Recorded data
━━━━

//! Stereo matching and depth estimation
//!
//! Disparity maps from rectified pairs with a local block matcher or a
//! semi-global matcher, reprojection of disparities to colored point clouds,
//! and aggregation of tuned matcher settings.

use image::GrayImage;

pub mod block_matching;
pub mod depth;
pub mod disparity;
pub mod filters;
pub mod matcher;
pub mod params;
pub mod sgm;
pub mod tuning;

pub use block_matching::{BasicBlockMatcher, PreFilter};
pub use depth::*;
pub use disparity::{DisparityMap, DISPARITY_SCALE};
pub use filters::filter_speckles;
pub use matcher::BlockMatcher;
pub use params::{
    Assignment, MatcherKind, ParameterSet, ParameterSpec, BASIC_SCHEMA, SEMI_GLOBAL_SCHEMA,
};
pub use sgm::SemiGlobalMatcher;
pub use tuning::{SettingReport, TuningAggregator};

pub use cv_core::{Error, Result};

/// Stereo matching algorithm trait
pub trait StereoMatcher {
    /// Disparity of every left-image pixel. Deterministic for identical
    /// inputs and parameters.
    fn compute(&self, left: &GrayImage, right: &GrayImage) -> Result<DisparityMap>;
}

pub(crate) fn ensure_same_size(left: &GrayImage, right: &GrayImage) -> Result<()> {
    if left.dimensions() != right.dimensions() {
        return Err(Error::DimensionMismatch(format!(
            "Left and right images must have the same dimensions ({}x{} vs {}x{})",
            left.width(),
            left.height(),
            right.width(),
            right.height()
        )));
    }
    Ok(())
}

━━━━

What this task involves
Reproduce every entry above. Make each line identical to the original.

Result
//! Stereo matching and depth estimation
//!
//! Disparity maps from rectified pairs with a local block matcher or a
//! semi-global matcher, reprojection of disparities to colored point clouds,
//! and aggregation of tuned matcher settings.

use image::GrayImage;

pub mod block_matching;
pub mod depth;
pub mod disparity;
pub mod filters;
pub mod matcher;
pub mod params;
pub mod sgm;
pub mod tuning;

pub use block_matching::{BasicBlockMatcher, PreFilter};
pub use depth::*;
pub use disparity::{DisparityMap, DISPARITY_SCALE};
pub use filters::filter_speckles;
pub use matcher::BlockMatcher;
pub use params::{
    Assignment, MatcherKind, ParameterSet, ParameterSpec, BASIC_SCHEMA, SEMI_GLOBAL_SCHEMA,
};
pub use sgm::SemiGlobalMatcher;
pub use tuning::{SettingReport, TuningAggregator};

pub use cv_core::{Error, Result};

/// Stereo matching algorithm trait
pub trait StereoMatcher {
    /// Disparity of every left-image pixel. Deterministic for identical
    /// inputs and parameters.
    fn compute(&self, left: &GrayImage, right: &GrayImage) -> Result<DisparityMap>;
}

pub(crate) fn ensure_same_size(left: &GrayImage, right: &GrayImage) -> Result<()> {
    if left.dimensions() != right.dimensions() {
        return Err(Error::DimensionMismatch(format!(
            "Left and right images must have the same dimensions ({}x{} vs {}x{})",
            left.width(),
            left.height(),
            right.width(),
            right.height()
        )));
    }
    Ok(())
}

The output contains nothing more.